Andrew BoltNOVEMBER132012(7:42am)

Theodore Dalrymple on the trashing of Western culture in Britain, too. Example - the elevation of serial pedophile and professional vulgarian Jimmy Savile: 
The real scandal of Savile was that the BBC ever employed him in the first place. Although personally a highly intelligent man, he was a militant vulgarian, indeed vulgar stupidity was his stock in trade, his only real or distinguishing quality. He was not unselfconsciously vulgar, however, or vulgar because he did not know better. His mission in life was to vulgarise the culture of his country and in this he was triumphantly successful. To the last day of his life he dressed in garish vulgar clothes and expressed himself crudely. And by seeming (and very conspicuously) to do a lot of charitable work, he gave vulgarity a good name, as if it were somehow associated with a warm heart and a generous spirit, unlike restraint and refinement. Of course, he was not solely responsible for Britain’s strenuously and studiously low-IQ popular culture, but he was an important pioneer of it.

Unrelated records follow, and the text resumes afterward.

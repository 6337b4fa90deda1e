//! Backward pass: latest start/finish times and slack.

use crate::error::CpmResult;
use crate::forward_pass::EarliestTimes;
use crate::interner::{TaskId, TaskIndex};
use crate::models::{TaskReport, TaskTiming, TIME_EPSILON};
use crate::network::{Network, NetworkShape, TaskAnchor};
use crate::{log_phase, log_trace};

/// Complete CPM timing table for one network.
#[derive(Clone, Debug)]
pub struct Timings<'r> {
    index: TaskIndex<'r>,
    durations: Vec<f64>,
    timings: Vec<TaskTiming>,
    makespan: f64,
    shape: NetworkShape,
}

impl<'r> Timings<'r> {
    pub fn makespan(&self) -> f64 {
        self.makespan
    }

    /// The network this table was computed on.
    pub fn shape(&self) -> NetworkShape {
        self.shape
    }

    pub fn len(&self) -> usize {
        self.timings.len()
    }

    pub fn is_empty(&self) -> bool {
        self.timings.is_empty()
    }

    pub fn get(&self, task_id: &str) -> Option<&TaskTiming> {
        self.index
            .get(task_id)
            .map(|task| &self.timings[task as usize])
    }

    #[inline]
    pub fn by_index(&self, task: TaskId) -> &TaskTiming {
        &self.timings[task as usize]
    }

    pub fn duration(&self, task: TaskId) -> f64 {
        self.durations[task as usize]
    }

    /// (task id, timing) in registration order.
    pub fn iter(&self) -> impl Iterator<Item = (&'r str, &TaskTiming)> + '_ {
        self.timings
            .iter()
            .enumerate()
            .filter_map(|(task, timing)| Some((self.index.resolve(task as TaskId)?, timing)))
    }

    /// True when both tables cover the same tasks with matching times.
    pub fn agrees_with(&self, other: &Timings<'_>, tolerance: f64) -> bool {
        if self.len() != other.len() || (self.makespan - other.makespan).abs() > tolerance {
            return false;
        }
        self.iter().all(|(id, timing)| {
            other
                .get(id)
                .is_some_and(|theirs| timing.approx_eq(theirs, tolerance))
        })
    }

    /// Owned per-task output records in registration order.
    pub fn reports(&self) -> Vec<TaskReport> {
        self.iter()
            .enumerate()
            .map(|(task, (id, timing))| TaskReport {
                id: id.to_string(),
                duration: self.durations[task],
                timing: *timing,
                critical: timing.is_critical(),
            })
            .collect()
    }
}

/// Run the backward pass seeded with the forward pass makespan.
///
/// Nodes are released from the sinks in reverse Kahn order. Sinks take
/// `makespan - exit`, every other node the minimum of `successor - weight`
/// over its outgoing arcs. A task's latest finish is read from its node plus
/// duration (activity-on-node) or from its head event (activity-on-arc), and
/// its latest start is latest finish minus duration.
///
/// # Errors
/// * `NetworkMismatch` if `earliest` was computed on a different network
/// * `CyclicDependency` if some node is never released
pub fn backward_pass<'r>(
    network: &Network<'r>,
    earliest: &EarliestTimes,
    verbosity: u8,
) -> CpmResult<Timings<'r>> {
    network.ensure_shape(earliest.shape())?;

    let graph = network.graph();
    let makespan = earliest.makespan();
    let predecessors = graph.predecessors();
    let order = graph.reverse_topological_order(&predecessors)?;

    let mut latest = vec![f64::INFINITY; graph.node_count()];
    for &node in &order {
        if graph.successors(node).is_empty() {
            latest[node as usize] = makespan - graph.exit(node);
        }
        let time = latest[node as usize];
        for &(pred, weight) in &predecessors[node as usize] {
            let candidate = time - weight;
            if candidate < latest[pred as usize] {
                log_trace!(
                    verbosity,
                    "    Backward {} <- {}: {}",
                    network.node_name(pred),
                    network.node_name(node),
                    candidate
                );
                latest[pred as usize] = candidate;
            }
        }
    }

    let n = network.task_count();
    let mut timings = Vec::with_capacity(n);
    let mut durations = Vec::with_capacity(n);
    for task in 0..n as TaskId {
        let duration = network.duration(task);
        let latest_finish = match network.anchor(task) {
            TaskAnchor::Node(node) => latest[node as usize] + duration,
            TaskAnchor::Arc { head, .. } => latest[head as usize],
        };
        let earliest_start = earliest.earliest_start(task);
        let latest_start = latest_finish - duration;
        let mut slack = latest_start - earliest_start;
        if slack.abs() < TIME_EPSILON {
            slack = 0.0;
        }
        timings.push(TaskTiming {
            earliest_start,
            earliest_finish: earliest.earliest_finish(task),
            latest_start,
            latest_finish,
            slack,
        });
        durations.push(duration);
    }

    log_phase!(
        verbosity,
        "Backward pass over {} nodes from makespan {}",
        order.len(),
        makespan
    );

    Ok(Timings {
        index: network.index().clone(),
        durations,
        timings,
        makespan,
        shape: network.shape(),
    })
}
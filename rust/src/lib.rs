//! Critical Path Method scheduling engine.
//!
//! Tasks with durations and predecessor sets are registered in a
//! [`TaskRegistry`], compiled into either an activity-on-node or an
//! activity-on-arc [`Network`], and propagated forward and backward to obtain
//! earliest/latest times, slack and the critical path. A greedy list scheduler
//! then places tasks on identical parallel machines.
//!
//! ```
//! use cpm_rust::{CpmConfig, CpmEngine, NetworkKind, TaskRegistry};
//!
//! let mut registry = TaskRegistry::new();
//! registry.add_task("A", 3.0, &[]).unwrap();
//! registry.add_task("B", 2.0, &["A"]).unwrap();
//! registry.add_task("C", 4.0, &["A"]).unwrap();
//! registry.add_task("D", 1.0, &["B", "C"]).unwrap();
//!
//! let config = CpmConfig::default().with_kind(NetworkKind::OnArc).with_machines(2);
//! let report = CpmEngine::new(config).run(&registry).unwrap();
//! assert_eq!(report.makespan, 8.0);
//! assert_eq!(report.critical_path, vec!["A", "C", "D"]);
//! ```

#[macro_use]
pub mod logging;

pub mod backward_pass;
pub mod calendar;
mod config;
pub mod critical_path;
mod engine;
mod error;
pub mod forward_pass;
mod interner;
mod models;
pub mod network;
mod registry;
pub mod scheduler;
pub mod sorting;

#[cfg(feature = "python")]
mod python;

pub use backward_pass::{backward_pass, Timings};
pub use calendar::{project_schedule, DatedAssignment};
pub use config::CpmConfig;
pub use critical_path::{critical_chains, extract_critical_path};
pub use engine::{CpmEngine, CpmReport};
pub use error::{CpmError, CpmResult};
pub use forward_pass::{forward_pass, EarliestTimes};
pub use interner::{TaskId, TaskIndex};
pub use models::{Task, TaskReport, TaskTiming, TIME_EPSILON};
pub use network::{Network, NetworkBuilder, NetworkKind, NetworkShape, NetworkSummary};
pub use registry::TaskRegistry;
pub use scheduler::{Assignment, MachineScheduler, MachineTimeline, Schedule};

He could not have succeeded by his own exhibitionist efforts alone; on the contrary, he was made into a “star” in effect by the state, or at any rate by the expenditure of public monies. It was the hierarchs of the BBC who promoted him and turned him into a national institution as well as a millionaire although by doing so they were breaking the charter of the very organisation for which they worked. They were tired, however, of the difficult task of maintaining artistic and intellectual standards; it was easier to provide what George Orwell in Nineteen Eighty-Four called “prolefeed”, using the argument that it was democratic to do so, though in fact the demand for the vulgarisation exemplified by Savile never came from below…
The award of a knighthood to him as a form of public recognition was a deeply subversive act. It suggested that, provided you did good works (as they then seemed, and no one is more sentimental about conspicuous good works than the British), it mattered little how you comported yourself publicly.
UPDATE
Meanwhile, in Australia: 
The girls, aged 17 and 18, were bussed to the clubhouse of the Nomads outlaw motorcycle gang in Carrara after the dinner at the Gold Coast convention centre on Saturday night...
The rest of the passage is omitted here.